··· INFORMATION SHOWN
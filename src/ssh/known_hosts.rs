// Copyright 2025 Lablup Inc. and Jeongkyu Shin
//
// Licensed under the Apache License, Version 2.0 (the "License");
// you may not use this file except in compliance with the License.
// You may obtain a copy of the License at
//
//     http://www.apache.org/licenses/LICENSE-2.0
//
// Unless required by applicable law or agreed to in writing, software
// distributed under the License is distributed on an "AS IS" BASIS,
// WITHOUT WARRANTIES OR CONDITIONS OF ANY KIND, either express or implied.
// See the License for the specific language governing permissions and
// limitations under the License.

//! Host key verification against the user's `known_hosts`.

use directories::BaseDirs;
use std::fmt;
use std::path::{Path, PathBuf};
use std::str::FromStr;

use super::error::SshError;

/// Get the default known_hosts file path
pub fn get_default_known_hosts_path() -> Option<PathBuf> {
    BaseDirs::new().map(|dirs| dirs.home_dir().join(".ssh").join("known_hosts"))
}

/// How the client treats the server's host key.
#[derive(Debug, Clone, Copy, PartialEq, Eq)]
pub enum ServerCheckMethod {
    /// Accept any host key.
    NoCheck,
    /// Host must already be in `known_hosts` with a matching key.
    KnownHosts,
    /// Unknown hosts are accepted and recorded; changed keys are rejected.
    AcceptNew,
}

/// Create a ServerCheckMethod based on strict host key checking mode
pub fn get_check_method(strict_mode: StrictHostKeyChecking) -> ServerCheckMethod {
    match strict_mode {
        StrictHostKeyChecking::Yes => {
            if let Some(path) = get_default_known_hosts_path() {
                if !path.exists() {
                    tracing::warn!(
                        "Known hosts file not found at {:?}; every host will be rejected",
                        path
                    );
                }
            }
            ServerCheckMethod::KnownHosts
        }
        StrictHostKeyChecking::No => {
            tracing::debug!("Host key checking disabled (strict mode = no)");
            ServerCheckMethod::NoCheck
        }
        StrictHostKeyChecking::AcceptNew => ServerCheckMethod::AcceptNew,
    }
}

/// Decide whether to trust `key` presented by `hostname:port`.
pub(super) fn verify_server_key(
    method: ServerCheckMethod,
    hostname: &str,
    port: u16,
    key: &russh::keys::PublicKey,
) -> Result<bool, SshError> {
    if method == ServerCheckMethod::NoCheck {
        return Ok(true);
    }
    let Some(known_hosts) = get_default_known_hosts_path() else {
        tracing::warn!("Could not determine known_hosts path, rejecting {}", hostname);
        return Ok(false);
    };
    verify_against(method, &known_hosts, hostname, port, key)
}

/// Check `key` against the `known_hosts` file at `path`.
fn verify_against(
    method: ServerCheckMethod,
    path: &Path,
    hostname: &str,
    port: u16,
    key: &russh::keys::PublicKey,
) -> Result<bool, SshError> {
    let known = match russh::keys::check_known_hosts_path(hostname, port, key, path) {
        Ok(known) => known,
        Err(russh::keys::Error::KeyChanged { .. }) => {
            return Err(SshError::HostKeyChanged(hostname.to_string()))
        }
        Err(_) => return Err(SshError::ServerCheckFailed),
    };

    match method {
        ServerCheckMethod::NoCheck => Ok(true),
        ServerCheckMethod::KnownHosts => Ok(known),
        ServerCheckMethod::AcceptNew if known => Ok(true),
        ServerCheckMethod::AcceptNew => {
            if let Some(dir) = path.parent() {
                let _ = std::fs::create_dir_all(dir);
            }
            match russh::keys::known_hosts::learn_known_hosts_path(hostname, port, key, path) {
                Ok(()) => tracing::info!("Added {} to {:?}", hostname, path),
                Err(e) => tracing::warn!("Could not record host key for {}: {}", hostname, e),
            }
            Ok(true)
        }
    }
}

/// Mode for host key checking
#[derive(Debug, Clone, Copy, PartialEq, Eq, Default)]
pub enum StrictHostKeyChecking {
    /// Always verify host keys (fail on unknown/changed)
    Yes,
    /// Never verify host keys (accept all)
    No,
    /// Verify known hosts, add new ones automatically (TOFU)
    #[default]
    AcceptNew,
}

impl FromStr for StrictHostKeyChecking {
    type Err = String;

    fn from_str(s: &str) -> Result<Self, Self::Err> {
        match s.to_lowercase().as_str() {
            "yes" | "true" => Ok(Self::Yes),
            "no" | "false" => Ok(Self::No),
            "accept-new" | "tofu" => Ok(Self::AcceptNew),
            other => Err(format!(
                "invalid host key checking mode '{other}' (expected yes, no or accept-new)"
            )),
        }
    }
}

impl fmt::Display for StrictHostKeyChecking {
    fn fmt(&self, f: &mut fmt::Formatter<'_>) -> fmt::Result {
        f.write_str(match self {
            Self::Yes => "yes",
            Self::No => "no",
            Self::AcceptNew => "accept-new",
        })
    }
}
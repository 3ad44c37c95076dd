// Copyright 2025 Lablup Inc. and Jeongkyu Shin
//
// Licensed under the Apache License, Version 2.0 (the "License");
// you may not use this file except in compliance with the License.
// You may obtain a copy of the License at
//
//     http://www.apache.org/licenses/LICENSE-2.0
//
// Unless required by applicable law or agreed to in writing, software
// distributed under the License is distributed on an "AS IS" BASIS,
// WITHOUT WARRANTIES OR CONDITIONS OF ANY KIND, either express or implied.
// See the License for the specific language governing permissions and
// limitations under the License.

//! Result types for a dispatch run.

use crate::manager::HostOutcome;

/// How one host finished.
#[derive(Debug, Clone, PartialEq, Eq)]
pub struct HostResult {
    pub host: String,
    pub outcome: HostOutcome,
}

impl HostResult {
    pub fn is_success(&self) -> bool {
        self.outcome.is_success()
    }
}

/// Per-host outcomes in host-list order.
#[derive(Debug, Default, Clone)]
pub struct RunSummary {
    pub results: Vec<HostResult>,
}

impl RunSummary {
    pub(crate) fn record(&mut self, host: impl Into<String>, outcome: HostOutcome) {
        self.results.push(HostResult {
            host: host.into(),
            outcome,
        });
    }

    pub fn success_count(&self) -> usize {
        self.results.iter().filter(|r| r.is_success()).count()
    }

    pub fn failed_count(&self) -> usize {
        self.results.len() - self.success_count()
    }

    pub fn outcome(&self, host: &str) -> Option<&HostOutcome> {
        self.results
            .iter()
            .find(|r| r.host == host)
            .map(|r| &r.outcome)
    }

    /// Log a one-line summary plus every host that did not succeed.
    pub fn log(&self) {
        tracing::info!(
            "{} hosts: {} succeeded, {} failed",
            self.results.len(),
            self.success_count(),
            self.failed_count()
        );
        for result in self.results.iter().filter(|r| !r.is_success()) {
            tracing::info!("{}: {:?}", result.host, result.outcome);
        }
    }
}
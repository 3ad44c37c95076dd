// Copyright 2025 Lablup Inc. and Jeongkyu Shin
//
// Licensed under the Apache License, Version 2.0 (the "License");
// you may not use this file except in compliance with the License.
// You may obtain a copy of the License at
//
//     http://www.apache.org/licenses/LICENSE-2.0
//
// Unless required by applicable law or agreed to in writing, software
// distributed under the License is distributed on an "AS IS" BASIS,
// WITHOUT WARRANTIES OR CONDITIONS OF ANY KIND, either express or implied.
// See the License for the specific language governing permissions and
// limitations under the License.

use std::time::Duration;
use thiserror::Error;

/// Errors surfaced by the event bus.
#[derive(Debug, Error, Clone, PartialEq, Eq)]
pub enum ManagerError {
    /// The bus was closed and no buffered events remain.
    #[error("event bus is closed")]
    Closed,

    /// Nothing arrived before the receive deadline.
    #[error("no event received within {0:?}")]
    Timeout(Duration),

    /// The target host has no registered session (never created, or gone).
    #[error("no session registered for host '{0}'")]
    UnknownPeer(String),
}
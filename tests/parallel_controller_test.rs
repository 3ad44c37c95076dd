// Copyright 2025 Lablup Inc. and Jeongkyu Shin
//
// Licensed under the Apache License, Version 2.0 (the "License");
// you may not use this file except in compliance with the License.
// You may obtain a copy of the License at
//
//     http://www.apache.org/licenses/LICENSE-2.0
//
// Unless required by applicable law or agreed to in writing, software
// distributed under the License is distributed on an "AS IS" BASIS,
// WITHOUT WARRANTIES OR CONDITIONS OF ANY KIND, either express or implied.
// See the License for the specific language governing permissions and
// limitations under the License.

mod common;

use common::*;
use sesh::executor::{ParallelExecutor, RunError};
use sesh::manager::HostOutcome;
use std::path::Path;
use std::time::Duration;
use tokio_util::sync::CancellationToken;

fn is_empty_dir(path: &Path) -> bool {
    std::fs::read_dir(path).unwrap().next().is_none()
}

#[tokio::test]
async fn test_output_merged_in_host_order() {
    let out_dir = tempfile::tempdir().unwrap();
    let tmp_root = tempfile::tempdir().unwrap();
    let (sink, path) = file_output(out_dir.path()).await;
    // Completion order is the reverse of host order.
    let factory = ScriptedFactory::new([
        ("alpha", run_after(200, "alpha line\n")),
        ("beta", run_after(100, "beta line\n")),
        ("gamma", run("gamma line\n")),
    ]);

    let summary = ParallelExecutor::new(
        hosts(&["alpha", "beta", "gamma"]),
        "uptime",
        sink.clone(),
        tmp_root.path(),
    )
    .run(&factory, CancellationToken::new())
    .await
    .unwrap();

    let timeline = &factory.timeline;
    assert!(timeline.position("gamma:end") < timeline.position("alpha:end"));
    assert_eq!(summary.success_count(), 3);

    let output = read_output(&sink, &path).await;
    assert_eq!(
        output,
        format!(
            "{}alpha line\n{}beta line\n{}gamma line\n",
            banner("alpha"),
            banner("beta"),
            banner("gamma")
        )
    );
}

#[tokio::test]
async fn test_scratch_directory_removed_after_run() {
    let out_dir = tempfile::tempdir().unwrap();
    let tmp_root = tempfile::tempdir().unwrap();
    let (sink, _path) = file_output(out_dir.path()).await;
    let factory = ScriptedFactory::new([("web1", run("a\n")), ("web2", run("b\n"))]);

    ParallelExecutor::new(hosts(&["web1", "web2"]), "true", sink, tmp_root.path())
        .run(&factory, CancellationToken::new())
        .await
        .unwrap();

    assert!(is_empty_dir(tmp_root.path()));
}

#[tokio::test]
async fn test_interrupt_discards_output_and_scratch() {
    let out_dir = tempfile::tempdir().unwrap();
    let tmp_root = tempfile::tempdir().unwrap();
    let (sink, path) = file_output(out_dir.path()).await;
    let factory = ScriptedFactory::new([("web1", run("done\n")), ("stuck", Script::Hang)]);

    let cancel = CancellationToken::new();
    let trigger = cancel.clone();
    tokio::spawn(async move {
        tokio::time::sleep(Duration::from_millis(100)).await;
        trigger.cancel();
    });

    let result = ParallelExecutor::new(hosts(&["web1", "stuck"]), "true", sink.clone(), tmp_root.path())
        .run(&factory, cancel)
        .await;

    assert!(matches!(result, Err(RunError::Interrupted)));
    assert!(is_empty_dir(tmp_root.path()));
    assert_eq!(read_output(&sink, &path).await, "");
}

#[tokio::test]
async fn test_host_without_end_blocks_the_run() {
    let out_dir = tempfile::tempdir().unwrap();
    let tmp_root = tempfile::tempdir().unwrap();
    let (sink, _path) = file_output(out_dir.path()).await;
    let factory = ScriptedFactory::new([("web1", run("done\n")), ("stuck", Script::Hang)]);

    let executor =
        ParallelExecutor::new(hosts(&["web1", "stuck"]), "true", sink, tmp_root.path());
    let waited = tokio::time::timeout(
        Duration::from_millis(300),
        executor.run(&factory, CancellationToken::new()),
    )
    .await;

    assert!(waited.is_err(), "run returned although a host never ended");
    // Dropping the run still cleans up its scratch directory.
    assert!(is_empty_dir(tmp_root.path()));
}

#[tokio::test]
async fn test_host_timeout_unblocks_the_run() {
    let out_dir = tempfile::tempdir().unwrap();
    let tmp_root = tempfile::tempdir().unwrap();
    let (sink, path) = file_output(out_dir.path()).await;
    let factory = ScriptedFactory::new([("stuck", Script::Hang), ("web1", run("done\n"))]);

    let summary = ParallelExecutor::new(
        hosts(&["stuck", "web1"]),
        "true",
        sink.clone(),
        tmp_root.path(),
    )
    .with_host_timeout(Some(Duration::from_millis(150)))
    .run(&factory, CancellationToken::new())
    .await
    .unwrap();

    assert!(matches!(
        summary.outcome("stuck"),
        Some(HostOutcome::Failed { reason }) if reason.contains("timed out")
    ));
    assert!(summary.outcome("web1").unwrap().is_success());

    let output = read_output(&sink, &path).await;
    assert!(output.starts_with(&banner("stuck")));
    assert!(output.contains("stuck timed out"));
    assert!(output.ends_with(&format!("{}done\n", banner("web1"))));
    assert!(is_empty_dir(tmp_root.path()));
}

#[tokio::test]
async fn test_missing_end_is_synthesized() {
    let out_dir = tempfile::tempdir().unwrap();
    let tmp_root = tempfile::tempdir().unwrap();
    let (sink, _path) = file_output(out_dir.path()).await;
    let factory = ScriptedFactory::new([("flaky", Script::ForgetEnd), ("web1", run("ok\n"))]);

    let summary = ParallelExecutor::new(hosts(&["flaky", "web1"]), "true", sink, tmp_root.path())
        .run(&factory, CancellationToken::new())
        .await
        .unwrap();

    assert!(matches!(
        summary.outcome("flaky"),
        Some(HostOutcome::Failed { .. })
    ));
    assert_eq!(summary.success_count(), 1);
}

#[tokio::test]
async fn test_duplicate_hosts_rejected_before_setup() {
    let out_dir = tempfile::tempdir().unwrap();
    let tmp_root = tempfile::tempdir().unwrap();
    let (sink, _path) = file_output(out_dir.path()).await;
    let factory = ScriptedFactory::new([("web1", run("x\n"))]);

    let result = ParallelExecutor::new(hosts(&["web1", "web1"]), "true", sink, tmp_root.path())
        .run(&factory, CancellationToken::new())
        .await;

    assert!(matches!(result, Err(RunError::DuplicateHost(..))));
    assert!(is_empty_dir(tmp_root.path()));
}

#[tokio::test]
async fn test_missing_tmp_root_is_a_setup_error() {
    let out_dir = tempfile::tempdir().unwrap();
    let (sink, _path) = file_output(out_dir.path()).await;
    let factory = ScriptedFactory::new([("web1", run("x\n"))]);

    let result = ParallelExecutor::new(
        hosts(&["web1"]),
        "true",
        sink,
        out_dir.path().join("does-not-exist"),
    )
    .run(&factory, CancellationToken::new())
    .await;

    assert!(matches!(result, Err(RunError::Scratch { .. })));
}
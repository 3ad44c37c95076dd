// Copyright 2025 Lablup Inc. and Jeongkyu Shin
//
// Licensed under the Apache License, Version 2.0 (the "License");
// you may not use this file except in compliance with the License.
// You may obtain a copy of the License at
//
//     http://www.apache.org/licenses/LICENSE-2.0
//
// Unless required by applicable law or agreed to in writing, software
// distributed under the License is distributed on an "AS IS" BASIS,
// WITHOUT WARRANTIES OR CONDITIONS OF ANY KIND, either express or implied.
// See the License for the specific language governing permissions and
// limitations under the License.

//! Run configuration and the per-user credential file.

mod credentials;
mod types;
mod utils;

pub use credentials::Credentials;
pub use types::RunConfig;
pub(crate) use utils::home_dir;
pub use utils::{expand_tilde, get_current_username};
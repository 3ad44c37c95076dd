// Copyright 2025 Lablup Inc. and Jeongkyu Shin
//
// Licensed under the Apache License, Version 2.0 (the "License");
// you may not use this file except in compliance with the License.
// You may obtain a copy of the License at
//
//     http://www.apache.org/licenses/LICENSE-2.0
//
// Unless required by applicable law or agreed to in writing, software
// distributed under the License is distributed on an "AS IS" BASIS,
// WITHOUT WARRANTIES OR CONDITIONS OF ANY KIND, either express or implied.
// See the License for the specific language governing permissions and
// limitations under the License.

use std::fmt;
use std::path::{Path, PathBuf};
use thiserror::Error;
use zeroize::Zeroizing;

use crate::config::get_current_username;

const DEFAULT_SSH_PORT: u16 = 22;

/// Errors from parsing host specifications.
#[derive(Debug, Error, PartialEq, Eq)]
pub enum HostError {
    #[error("empty host specification")]
    Empty,

    #[error("invalid port '{port}' in '{spec}'")]
    InvalidPort { spec: String, port: String },

    #[error("unclosed '[' in '{spec}'")]
    UnclosedBracket { spec: String },

    #[error("failed to read host file '{path}': {reason}")]
    HostFile { path: String, reason: String },
}

/// One remote target of a run.
///
/// `id` is the specification exactly as the user wrote it; it names the host
/// on the event bus and in banners.
#[derive(Clone)]
pub struct Host {
    pub id: String,
    pub hostname: String,
    pub port: u16,
    pub username: String,
    pub password: Option<Zeroizing<String>>,
    pub key_file: Option<PathBuf>,
}

impl Host {
    pub fn new(hostname: impl Into<String>, port: u16, username: impl Into<String>) -> Self {
        let hostname = hostname.into();
        Self {
            id: hostname.clone(),
            hostname,
            port,
            username: username.into(),
            password: None,
            key_file: None,
        }
    }

    /// Parse `host`, `host:port`, `user@host`, `user@host:port` or a
    /// bracketed IPv6 literal such as `[::1]:2222`.
    pub fn parse(spec: &str, default_user: Option<&str>) -> Result<Self, HostError> {
        let spec = spec.trim();
        if spec.is_empty() {
            return Err(HostError::Empty);
        }

        let (user_part, host_part) = match spec.rsplit_once('@') {
            Some((user, rest)) => (Some(user), rest),
            None => (None, spec),
        };

        let (hostname, port_str) = if let Some(bracketed) = host_part.strip_prefix('[') {
            let (addr, rest) = bracketed
                .split_once(']')
                .ok_or_else(|| HostError::UnclosedBracket {
                    spec: spec.to_string(),
                })?;
            (addr, rest.strip_prefix(':'))
        } else if host_part.matches(':').count() > 1 {
            // Bare IPv6 literal without a port.
            (host_part, None)
        } else {
            match host_part.split_once(':') {
                Some((host, port)) => (host, Some(port)),
                None => (host_part, None),
            }
        };

        if hostname.is_empty() {
            return Err(HostError::Empty);
        }

        let port = match port_str {
            Some(port) => port.parse::<u16>().map_err(|_| HostError::InvalidPort {
                spec: spec.to_string(),
                port: port.to_string(),
            })?,
            None => DEFAULT_SSH_PORT,
        };

        let username = user_part
            .filter(|u| !u.is_empty())
            .or(default_user)
            .map(str::to_string)
            .unwrap_or_else(get_current_username);

        Ok(Self {
            id: spec.to_string(),
            hostname: hostname.to_string(),
            port,
            username,
            password: None,
            key_file: None,
        })
    }

    pub fn with_password(mut self, password: Option<Zeroizing<String>>) -> Self {
        self.password = password;
        self
    }

    pub fn with_key_file(mut self, key_file: Option<PathBuf>) -> Self {
        self.key_file = key_file;
        self
    }

    /// `host:port` suitable for socket address resolution.
    pub fn address(&self) -> (String, u16) {
        (self.hostname.clone(), self.port)
    }

    /// File name for this host's scratch output.
    ///
    /// Leading dots become `_` so an id can never name `.`, `..` or a
    /// hidden file inside the scratch directory.
    pub fn file_name(&self) -> String {
        let mut leading = true;
        self.id
            .chars()
            .map(|c| {
                let mapped = match c {
                    '.' if leading => '_',
                    'a'..='z' | 'A'..='Z' | '0'..='9' | '.' | '-' | '_' | '@' => c,
                    _ => '_',
                };
                leading &= c == '.';
                mapped
            })
            .collect()
    }
}

impl fmt::Display for Host {
    fn fmt(&self, f: &mut fmt::Formatter<'_>) -> fmt::Result {
        write!(f, "{}@{}:{}", self.username, self.hostname, self.port)
    }
}

impl fmt::Debug for Host {
    fn fmt(&self, f: &mut fmt::Formatter<'_>) -> fmt::Result {
        f.debug_struct("Host")
            .field("id", &self.id)
            .field("hostname", &self.hostname)
            .field("port", &self.port)
            .field("username", &self.username)
            .field("password", &self.password.as_ref().map(|_| "<redacted>"))
            .field("key_file", &self.key_file)
            .finish()
    }
}

/// Read host specifications from a file: one per line, `#` starts a comment.
pub async fn read_host_file(path: &Path) -> Result<Vec<String>, HostError> {
    let content = tokio::fs::read_to_string(path)
        .await
        .map_err(|e| HostError::HostFile {
            path: path.display().to_string(),
            reason: e.to_string(),
        })?;
    Ok(parse_host_lines(&content))
}

fn parse_host_lines(content: &str) -> Vec<String> {
    content
        .lines()
        .map(|line| line.split('#').next().unwrap_or_default().trim())
        .filter(|line| !line.is_empty())
        .map(str::to_string)
        .collect()
}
······
**WORK INSTRUCTIONS**
Find all the lines containing "HostResult" in the material, then copy them.

**TASK SOLUTION**
pub struct HostResult {
impl HostResult {
    pub results: Vec<HostResult>,
        self.results.push(HostResult {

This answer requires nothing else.